Abstract Malignant GBMs are incurable tumors that progress within a year's time. Genome wide studies have pinpointed prevalent cancer associated mutions in GBM and among these, the tumor suppressors p53, Pten and NF1 are among the most frequently found. We have developed mouse models of GBM via mutation of p53, Pten and NF1 in the brain. Among the many key insights gleaned from studies with our mouse models have been: 1) The first demonstration that stem cells are the major source of these tumors. 2) The demonstration that all tumor cells are not equivalent and that the Cancer Stem Cells, a subpopulation of cells, are the root of tumor progression. 3) The discovery of a distinct form of GBM that arises in a different cell population and that has unique properties.
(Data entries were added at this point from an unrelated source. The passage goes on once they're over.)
// Key management core for a shielded-address wallet.

pub mod error;
pub mod config;
pub mod mnemonic;
pub mod hd_wallet;
pub mod addresses;
pub mod storage;
pub mod encrypted_storage;
pub mod wallet;
pub mod bridge;
pub mod cli;

pub use error::{ErrorKind, MaspError, MaspResult};
pub use config::{NetworkType, WalletConfig};
pub use hd_wallet::{MasterSecret, ViewingKey};
pub use addresses::{AddressManager, AddressSet, MergeReport, PaymentAddress};
pub use storage::{AliasEntry, SpendingKeyRecord, WalletState};
pub use encrypted_storage::{IntegrityReport, SecretStore};
pub use wallet::WalletService;
pub use bridge::{BridgeOutcome, BridgeRequest, BridgeResponse, NoopSink, StatusSink};
pub use cli::{Cli, CliHandler, Commands};
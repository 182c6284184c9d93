//! CLI command handling for the MASP wallet

use clap::{Parser, Subcommand};
use colored::*;
use crate::bridge::{self, StatusSink};
use crate::config::WalletConfig;
use crate::error::{MaspError, MaspResult};
use crate::storage::AliasEntry;
use crate::wallet::WalletService;
use std::path::PathBuf;

#[derive(Parser)]
#[command(name = "masp-wallet")]
#[command(about = "Shielded address wallet: recovery phrase, viewing keys and payment addresses")]
#[command(version)]
#[command(propagate_version = true)]
pub struct Cli {
    #[command(subcommand)]
    pub command: Commands,

    #[arg(short, long, value_name = "FILE")]
    pub config: Option<PathBuf>,

    #[arg(short, long)]
    pub verbose: bool,
}

#[derive(Subcommand)]
pub enum Commands {
    /// Create a new wallet and print its recovery phrase
    Init,

    Restore {
        phrase: String,
    },

    VerifySeed {
        phrase: String,
    },

    ViewingKeys,

    AddKey {
        #[arg(long)]
        alias: Option<String>,
    },

    NewAddress {
        /// Viewing key identifier, defaults to the active key
        #[arg(long, conflicts_with = "alias")]
        key: Option<String>,

        #[arg(long)]
        alias: Option<String>,

        /// Move an alias that already names an address to a new one
        #[arg(long, requires = "alias")]
        force: bool,
    },

    /// Look up a key or address by alias
    Find {
        alias: String,
    },

    CreateSpendingKey {
        alias: String,

        /// Account index, defaults to the active key's account
        #[arg(long)]
        account: Option<u32>,
    },

    /// Print a spending key; anyone holding it can spend
    RevealSpendingKey {
        alias: String,
    },

    Addresses {
        /// Only the active key, one address per line
        #[arg(long)]
        active: bool,
    },

    Merge,

    Snapshot,

    Check,

    /// Run a bridge command and print its JSON outcome
    Invoke {
        command: String,

        #[arg(long, default_value = "{}")]
        args: String,
    },
}


struct ConsoleSink;

impl StatusSink for ConsoleSink {
    fn status(&self, command: &str, line: &str) {
        eprintln!("{} {}", format!("[{}]", command).dimmed(), line);
    }
}


pub struct CliHandler {
    wallet: WalletService,
}

impl CliHandler {

    pub fn new(cli: &Cli) -> MaspResult<Self> {
        let config = WalletConfig::load(cli.config.as_deref())?;
        Ok(Self {
            wallet: WalletService::new(config)?,
        })
    }


    pub async fn handle(&self, cli: &Cli) -> MaspResult<()> {
        match &cli.command {
            Commands::Init => {
                let (message, phrase) = self.wallet.initialize().await?;
                println!("{}", message.green());
                println!("{}", "Recovery phrase:".blue());
                println!("  {}", phrase);
                println!("{}", "Write this down and keep it safe, it is shown only once.".yellow());
            }
            Commands::Restore { phrase } => {
                let message = self.wallet.restore(phrase).await?;
                println!("{}", message.green());
            }
            Commands::VerifySeed { phrase } => {
                if self.wallet.verify_mnemonic(phrase).await? {
                    println!("{}", "Recovery phrase matches this wallet".green());
                } else {
                    println!("{}", "Recovery phrase does not match this wallet".red());
                }
            }
            Commands::ViewingKeys => {
                let keys = self.wallet.list_viewing_keys().await?;
                println!("{}", format!("Viewing keys ({}):", keys.len()).blue());
                for key in keys {
                    println!("  {} {}", key.id.cyan(), key.encoded);
                }
            }
            Commands::AddKey { alias } => {
                let key = self.wallet.add_viewing_key(alias.as_deref()).await?;
                println!("{}", format!("Viewing key {} added", key.id).green());
                println!("  {}", key.encoded);
            }
            Commands::NewAddress { key, alias, force } => {
                let record = match (key, alias) {
                    (Some(id), _) => self.wallet.generate_payment_address_for(id).await?,
                    (None, Some(alias)) => self.wallet.generate_named_address(alias, *force).await?,
                    (None, None) => self.wallet.generate_payment_address().await?,
                };
                println!(
                    "{}",
                    format!("Payment address {}/{}", record.viewing_key_id, record.index).green()
                );
                println!("  {}", record.address);
            }
            Commands::Find { alias } => match self.wallet.find_alias(alias).await? {
                AliasEntry::ViewingKey(key) => {
                    println!("{}", format!("Viewing key {}", key.id).green());
                    println!("  {}", key.encoded);
                }
                AliasEntry::SpendingKey(record) => {
                    println!(
                        "{}",
                        format!("Spending key for account {} (viewing key {})", record.account, record.viewing_key_id).green()
                    );
                }
                AliasEntry::PaymentAddress(record) => {
                    println!(
                        "{}",
                        format!("Payment address {}/{}", record.viewing_key_id, record.index).green()
                    );
                    println!("  {}", record.address);
                }
            },
            Commands::CreateSpendingKey { alias, account } => {
                let record = self.wallet.create_spending_key(alias, *account).await?;
                println!(
                    "{}",
                    format!("Spending key '{}' created for account {}", record.alias, record.account).green()
                );
            }
            Commands::RevealSpendingKey { alias } => {
                let key = self.wallet.reveal_spending_key(alias).await?;
                println!("{}", "Anyone holding this key can spend from the account.".yellow());
                println!("  {}", key.as_str());
            }
            Commands::Addresses { active } => {
                if *active {
                    for record in self.wallet.list_addresses().await? {
                        println!("{}", record.address);
                    }
                } else {
                    let listing = self.wallet.print_payment_addresses().await?;
                    if listing.is_empty() {
                        println!("{}", "No payment addresses yet".yellow());
                    } else {
                        println!("{}", listing);
                    }
                }
            }
            Commands::Merge => {
                let report = self.wallet.merge_addresses().await?;
                println!("{}", report.to_string().green());
            }
            Commands::Snapshot => {
                let path = self.wallet.snapshot().await?;
                println!("{}", format!("Snapshot written to {}", path.display()).green());
            }
            Commands::Check => {
                let report = self.wallet.check_dir().await?;
                let message = report.message();
                if report.exists {
                    println!("{}", message.green());
                } else {
                    println!("{}", message.yellow());
                }
            }
            Commands::Invoke { command, args } => {
                let args: serde_json::Value = serde_json::from_str(args)
                    .map_err(|e| MaspError::Serialization(format!("Invalid --args JSON: {}", e)))?;
                let outcome = bridge::invoke(&self.wallet, command, args, &ConsoleSink).await;
                println!("{}", serde_json::to_string_pretty(&outcome)?);
            }
        }
        Ok(())
    }
}
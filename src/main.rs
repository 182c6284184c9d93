use clap::Parser;
use colored::*;
use masp_wallet::cli::{Cli, CliHandler};
use tracing_subscriber::EnvFilter;

fn init_tracing(verbose: bool) {
    let filter = EnvFilter::try_from_default_env().unwrap_or_else(|_| {
        EnvFilter::new(if verbose { "masp_wallet=debug" } else { "masp_wallet=warn" })
    });

    tracing_subscriber::fmt()
        .with_env_filter(filter)
        .with_target(verbose)
        .with_writer(std::io::stderr)
        .init();
}

#[tokio::main]
async fn main() {
    let args = Cli::parse();
    init_tracing(args.verbose);

    let result = match CliHandler::new(&args) {
        Ok(handler) => handler.handle(&args).await,
        Err(e) => Err(e),
    };
    if let Err(e) = result {
        eprintln!("{} {}", "Error:".red(), e);
        std::process::exit(1);
    }
}
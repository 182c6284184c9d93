//! Typed request/response contract for the UI bridge.
//!
//! The front-end calls `invoke("command_name", args)`; here each command is
//! a variant of [`BridgeRequest`] and every call ends in a [`BridgeOutcome`]
//! that is either a response or an error kind with a message.

use crate::addresses::MergeReport;
use crate::error::{ErrorKind, MaspError, MaspResult};
use crate::storage::{AliasEntry, SpendingKeyRecord};
use crate::wallet::WalletService;
use serde::{Deserialize, Serialize};
use serde_json::Value;


#[derive(Debug, Clone, PartialEq, Eq, Serialize, Deserialize)]
#[serde(tag = "command", rename_all = "snake_case")]
pub enum BridgeRequest {
    InitializeNamadaSdk,
    GetViewingKeys,
    GeneratePaymentAddress {
        #[serde(default, skip_serializing_if = "Option::is_none")]
        alias: Option<String>,
        #[serde(default)]
        force: bool,
    },
    PrintPaymentAddresses,
    MergeAddresses,
    CheckDir,
    Restore { phrase: String },
    FindAddress { alias: String },
    CreateSpendingKey {
        alias: String,
        #[serde(default, skip_serializing_if = "Option::is_none")]
        account: Option<u32>,
    },
}

impl BridgeRequest {

    pub fn command(&self) -> &'static str {
        match self {
            BridgeRequest::InitializeNamadaSdk => "initialize_namada_sdk",
            BridgeRequest::GetViewingKeys => "get_viewing_keys",
            BridgeRequest::GeneratePaymentAddress { .. } => "generate_payment_address",
            BridgeRequest::PrintPaymentAddresses => "print_payment_addresses",
            BridgeRequest::MergeAddresses => "merge_addresses",
            BridgeRequest::CheckDir => "check_dir",
            BridgeRequest::Restore { .. } => "restore",
            BridgeRequest::FindAddress { .. } => "find_address",
            BridgeRequest::CreateSpendingKey { .. } => "create_spending_key",
        }
    }

    /// Builds a request from the string form `invoke(command, args)`.
    pub fn from_invoke(command: &str, args: Value) -> MaspResult<Self> {
        let mut object = match args {
            Value::Object(map) => map,
            Value::Null => serde_json::Map::new(),
            other => {
                return Err(MaspError::Serialization(format!(
                    "Arguments for '{}' must be an object, got {}",
                    command, other
                )))
            }
        };
        object.insert("command".to_string(), Value::String(command.to_string()));
        serde_json::from_value(Value::Object(object))
            .map_err(|e| MaspError::Serialization(format!("Unknown or malformed command '{}': {}", command, e)))
    }
}


#[derive(Debug, Clone, PartialEq, Eq, Serialize, Deserialize)]
#[serde(tag = "kind", content = "value", rename_all = "snake_case")]
pub enum BridgeResponse {
    Initialized { message: String, mnemonic: String },
    ViewingKeys(Vec<String>),
    PaymentAddress(String),
    PaymentAddresses(String),
    Merged(MergeReport),
    DirectoryChecked { exists: bool, message: String },
    Restored(String),
    Alias(AliasEntry),
    SpendingKey(SpendingKeyRecord),
}


#[derive(Debug, Clone, PartialEq, Eq, Serialize, Deserialize)]
#[serde(tag = "status", rename_all = "snake_case")]
pub enum BridgeOutcome {
    Ok { response: BridgeResponse },
    Error { kind: ErrorKind, message: String },
}

impl From<MaspResult<BridgeResponse>> for BridgeOutcome {
    fn from(result: MaspResult<BridgeResponse>) -> Self {
        match result {
            Ok(response) => BridgeOutcome::Ok { response },
            Err(err) => BridgeOutcome::Error {
                kind: err.kind(),
                message: err.to_string(),
            },
        }
    }
}

/// Receives human readable progress lines, in place of global UI handles.
pub trait StatusSink: Send + Sync {
    fn status(&self, command: &str, line: &str);
}


pub struct NoopSink;

impl StatusSink for NoopSink {
    fn status(&self, _command: &str, _line: &str) {}
}


pub async fn dispatch(wallet: &WalletService, request: BridgeRequest, sink: &dyn StatusSink) -> BridgeOutcome {
    let command = request.command();
    tracing::debug!(command, "bridge request");

    let outcome: BridgeOutcome = handle(wallet, request, sink).await.into();
    if let BridgeOutcome::Error { message, .. } = &outcome {
        sink.status(command, message);
    }
    outcome
}

async fn handle(wallet: &WalletService, request: BridgeRequest, sink: &dyn StatusSink) -> MaspResult<BridgeResponse> {
    let command = request.command();
    match request {
        BridgeRequest::InitializeNamadaSdk => {
            let (message, mnemonic) = wallet.initialize().await?;
            sink.status(command, &message);
            Ok(BridgeResponse::Initialized { message, mnemonic })
        }
        BridgeRequest::GetViewingKeys => {
            let keys = wallet.list_viewing_keys().await?;
            Ok(BridgeResponse::ViewingKeys(keys.into_iter().map(|key| key.encoded).collect()))
        }
        BridgeRequest::GeneratePaymentAddress { alias, force } => {
            let record = match alias {
                Some(alias) => wallet.generate_named_address(&alias, force).await?,
                None => wallet.generate_payment_address().await?,
            };
            sink.status(
                command,
                &format!("New payment address {}/{} generated", record.viewing_key_id, record.index),
            );
            Ok(BridgeResponse::PaymentAddress(record.address))
        }
        BridgeRequest::PrintPaymentAddresses => {
            Ok(BridgeResponse::PaymentAddresses(wallet.print_payment_addresses().await?))
        }
        BridgeRequest::MergeAddresses => {
            let report = wallet.merge_addresses().await?;
            sink.status(command, &report.to_string());
            Ok(BridgeResponse::Merged(report))
        }
        BridgeRequest::CheckDir => {
            let report = wallet.check_dir().await?;
            let message = report.message();
            sink.status(command, &message);
            Ok(BridgeResponse::DirectoryChecked {
                exists: report.exists,
                message,
            })
        }
        BridgeRequest::Restore { phrase } => {
            let message = wallet.restore(&phrase).await?;
            sink.status(command, &message);
            Ok(BridgeResponse::Restored(message))
        }
        BridgeRequest::FindAddress { alias } => Ok(BridgeResponse::Alias(wallet.find_alias(&alias).await?)),
        BridgeRequest::CreateSpendingKey { alias, account } => {
            let record = wallet.create_spending_key(&alias, account).await?;
            sink.status(
                command,
                &format!("Spending key '{}' created for account {}", record.alias, record.account),
            );
            Ok(BridgeResponse::SpendingKey(record))
        }
    }
}

/// String dispatch entry point; always answers with a JSON outcome.
pub async fn invoke(wallet: &WalletService, command: &str, args: Value, sink: &dyn StatusSink) -> Value {
    let outcome = match BridgeRequest::from_invoke(command, args) {
        Ok(request) => dispatch(wallet, request, sink).await,
        Err(err) => Err::<BridgeResponse, _>(err).into(),
    };
    serde_json::to_value(&outcome).unwrap_or_else(|e| {
        serde_json::json!({
            "status": "error",
            "kind": ErrorKind::Serialization,
            "message": e.to_string(),
        })
    })
}
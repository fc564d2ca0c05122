//! Login Panel Component

use leptos::prelude::*;
use leptos::task::spawn_local;
use leptos_router::hooks::use_navigate;
use todo_client::{submit_disabled, Field, LoginForm, Validate};

use super::FieldError;
use crate::context::use_app_context;
use crate::store::{store_set_token, use_app_store};

#[component]
pub fn LoginPanel() -> impl IntoView {
    let store = use_app_store();
    let ctx = use_app_context();
    let navigate = use_navigate();

    let (username, set_username) = signal(String::new());
    let (password, set_password) = signal(String::new());
    let (attempted, set_attempted) = signal(false);
    let (submitting, set_submitting) = signal(false);
    let (failure, set_failure) = signal::<Option<String>>(None);

    let form = Memo::new(move |_| LoginForm {
        username: username.get(),
        password: password.get(),
    });
    let errors = Memo::new(move |_| form.with(|form| form.validate().err()));

    let on_submit = move |ev: web_sys::SubmitEvent| {
        ev.prevent_default();
        set_attempted.set(true);
        if submitting.get_untracked() || errors.with_untracked(Option::is_some) {
            return;
        }
        let form = form.get_untracked();
        let session = ctx.services().session;
        let navigate = navigate.clone();
        set_submitting.set(true);
        set_failure.set(None);
        spawn_local(async move {
            match session.login(&form.username, &form.password).await {
                Ok(response) => {
                    store_set_token(&store, Some(response.access_token));
                    set_submitting.set(false);
                    navigate("/", Default::default());
                }
                Err(e) => {
                    set_failure.set(Some(e.to_string()));
                    set_submitting.set(false);
                }
            }
        });
    };

    view! {
        <form class="auth-form" novalidate=true on:submit=on_submit>
            <label>
                "Email"
                <input
                    type="text"
                    prop:value=move || username.get()
                    on:input=move |ev| set_username.set(event_target_value(&ev))
                />
            </label>
            <FieldError errors=errors field=Field::Username show=attempted />
            <label>
                "Password"
                <input
                    type="password"
                    prop:value=move || password.get()
                    on:input=move |ev| set_password.set(event_target_value(&ev))
                />
            </label>
            <FieldError errors=errors field=Field::Password show=attempted />
            {move || failure.get().map(|message| view! { <p class="form-error">"Error: " {message}</p> })}
            <button
                type="submit"
                disabled=move || errors.with(|errors| submit_disabled(attempted.get(), submitting.get(), errors.as_ref()))
            >
                "Login"
            </button>
        </form>
    }
}
#[cfg(test)]
mod tests {
    use super::*;

    const GOOD_PASSWORD: &str = "Abcdef1!";

    fn date(y: i32, m: u32, d: u32) -> NaiveDate {
        NaiveDate::from_ymd_opt(y, m, d).unwrap()
    }

    #[test]
    fn test_email_accepts_plain_address() {
        assert!(validate_email("jane.doe@example.com", Field::Email).is_ok());
        assert!(validate_email("a_b-c@mail.co.uk", Field::Email).is_ok());
    }

    #[test]
    fn test_email_rule_order() {
        let msg = |v: &str| validate_email(v, Field::Email).unwrap_err().message;

        assert_eq!(msg("a@b."), "Email wrong format");
        assert_eq!(msg("janedoe.com"), "Email wrong format. Try adding a '@' symbol");
        assert_eq!(msg("jane@doecom"), "Email wrong format. Try adding a '.' symbol");
        assert_eq!(msg("jane@doe.c"), "Email wrong format");
        assert_eq!(msg("ja++ne@doe.com"), "Email wrong format");
        assert_eq!(msg(&format!("{}@example.com", "a".repeat(40))), "Email wrong format");
    }

    #[test]
    fn test_email_rejects_non_ascii_digits() {
        assert!(validate_email("jane\u{0661}@example.com", Field::Email).is_err());
        assert!(validate_email("jane\u{FF11}@example.com", Field::Email).is_err());
        assert!(validate_email("jane@ex\u{0661}ample.com", Field::Email).is_err());
        assert!(validate_email("jane1@example2.com", Field::Email).is_ok());
    }

    #[test]
    fn test_submit_disabled() {
        let errors = SignupForm {
            email: "jane@example.com".to_string(),
            password: GOOD_PASSWORD.to_string(),
            repeat_password: "Abcdef1?".to_string(),
        }
        .validate()
        .err();
        assert_eq!(
            errors.as_ref().and_then(|e| e.message(Field::RepeatPassword)),
            Some("The passwords did not match")
        );

        assert!(!submit_disabled(false, false, errors.as_ref()));
        assert!(submit_disabled(true, false, errors.as_ref()));
        assert!(!submit_disabled(true, false, None));
        assert!(submit_disabled(false, true, None));
    }

    #[test]
    fn test_email_error_carries_field() {
        let err = validate_email("nope", Field::Username).unwrap_err();
        assert_eq!(err.field, Field::Username);
        assert_eq!(err.code, ValidationErrorCode::TooShort);
    }

    #[test]
    fn test_password_with_all_classes() {
        assert!(validate_password(GOOD_PASSWORD).is_ok());
        assert!(validate_password("Zz9[long-enough]").is_ok());
    }

    #[test]
    fn test_password_missing_each_class() {
        let cases = [
            ("ABCDEF1!", "Should have at least 1 lowercase Latin letter"),
            ("abcdef1!", "Should have at least 1 uppercase Latin letter"),
            ("Abcdefg!", "Should have at least 1 number from 0 to 9"),
            ("Abcdefg1", "Should have at least 1 special character"),
            ("Abc1!", "Should be between 8 and 20 characters"),
            ("Abcdefghijklmnopqr1!x", "Should be between 8 and 20 characters"),
        ];
        for (password, expected) in cases {
            let err = validate_password(password).unwrap_err();
            assert_eq!(err.message, expected, "password {:?}", password);
        }
    }

    #[test]
    fn test_password_special_set() {
        for special in PASSWORD_SPECIAL_CHARS.chars() {
            let candidate = format!("Abcdef1{}", special);
            assert!(validate_password(&candidate).is_ok(), "special {:?}", special);
        }
        assert!(validate_password("Abcdef1%").is_err());
    }

    #[test]
    fn test_repeat_password_match() {
        assert!(validate_repeat_password(GOOD_PASSWORD, GOOD_PASSWORD).is_ok());

        let err = validate_repeat_password("Abcdef1?", GOOD_PASSWORD).unwrap_err();
        assert_eq!(err.field, Field::RepeatPassword);
        assert_eq!(err.code, ValidationErrorCode::Mismatch);
        assert_eq!(err.message, "The passwords did not match");
    }

    #[test]
    fn test_repeat_password_length_checked_first() {
        let err = validate_repeat_password("ab", GOOD_PASSWORD).unwrap_err();
        assert_eq!(err.message, "Password must be at least 3 characters long");
    }

    #[test]
    fn test_signup_form_mismatch() {
        let form = SignupForm {
            email: "jane@example.com".to_string(),
            password: GOOD_PASSWORD.to_string(),
            repeat_password: "Abcdef1?".to_string(),
        };
        let errors = form.validate().unwrap_err();
        assert_eq!(errors.len(), 1);
        assert_eq!(errors.message(Field::RepeatPassword), Some("The passwords did not match"));
    }

    #[test]
    fn test_login_form_reports_every_field() {
        let form = LoginForm {
            username: "jane".to_string(),
            password: "short".to_string(),
        };
        let errors = form.validate().unwrap_err();
        assert_eq!(errors.len(), 2);
        assert!(errors.get(Field::Username).is_some());
        assert!(errors.get(Field::Password).is_some());

        let ok = LoginForm {
            username: "jane@example.com".to_string(),
            password: GOOD_PASSWORD.to_string(),
        };
        assert!(ok.is_valid());
    }

    #[test]
    fn test_title_limit_is_fifty() {
        assert!(validate_title(&"t".repeat(50)).is_ok());
        let err = validate_title(&"t".repeat(51)).unwrap_err();
        assert_eq!(err.message, "Title must be at most 50 characters long");
        assert_eq!(validate_title("").unwrap_err().code, ValidationErrorCode::Required);
    }

    #[test]
    fn test_description_bounds() {
        assert!(validate_description(&"d".repeat(150)).is_ok());
        assert!(validate_description(&"d".repeat(151)).is_err());
        assert_eq!(validate_description("").unwrap_err().message, "This field is required");
    }

    #[test]
    fn test_due_date_window() {
        let rule = DueDateRule::default();
        assert!(rule.check("1899-12-31").is_ok());
        assert!(rule.check("2024-02-29").is_ok());
        assert!(rule.check("2099-12-31").is_ok());
        assert!(rule.check("2099-12-31T23:59:59Z").is_ok());

        assert_eq!(rule.check("1899-12-30").unwrap_err().message, "Due date must not be in the past");
        assert_eq!(rule.check("2100-01-01").unwrap_err().message, "Due date must be until 31.12.2099");
        assert_eq!(rule.check("31/12/2020").unwrap_err().message, "Invalid date");
        assert_eq!(rule.check("").unwrap_err().code, ValidationErrorCode::Required);
    }

    #[test]
    fn test_due_date_not_before_today() {
        let rule = DueDateRule::not_before(date(2026, 10, 17));
        assert!(rule.check("2026-10-17").is_ok());
        assert!(rule.check("2026-10-16").is_err());
        assert_eq!(rule.check("2030-01-01").unwrap(), date(2030, 1, 1));
    }

    #[test]
    fn test_todo_form() {
        let form = TodoForm {
            title: "Buy milk".to_string(),
            description: "Two litres".to_string(),
            due_date: "2030-01-01".to_string(),
            is_completed: None,
        };
        assert!(form.is_valid());

        let empty = TodoForm::default();
        let errors = empty.validate().unwrap_err();
        assert_eq!(errors.len(), 3);
        assert!(errors.get(Field::IsCompleted).is_none());
    }
}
This novel form of GBM has until now been grouped together with the predominant form of GBM. Our work will lead to a separation of prognosis and treatment for the different forms. In addition, using high throughput screens, we have small compounds in development that specifically target GBM cells but not normally dividing cells. I will discuss these advances and the implications for glioma, solid tumors and cancer in general. Citation Format: Luis F. Parada. Glioma stem cells and cancer. [abstract]. In: Proceedings of the Third AACR International Conference on Frontiers in Basic Cancer Research; Sep 18-22, 2013; National Harbor, MD. Philadelphia (PA): AACR; Cancer Res 2013;73(19 Suppl):Abstract nr IA13.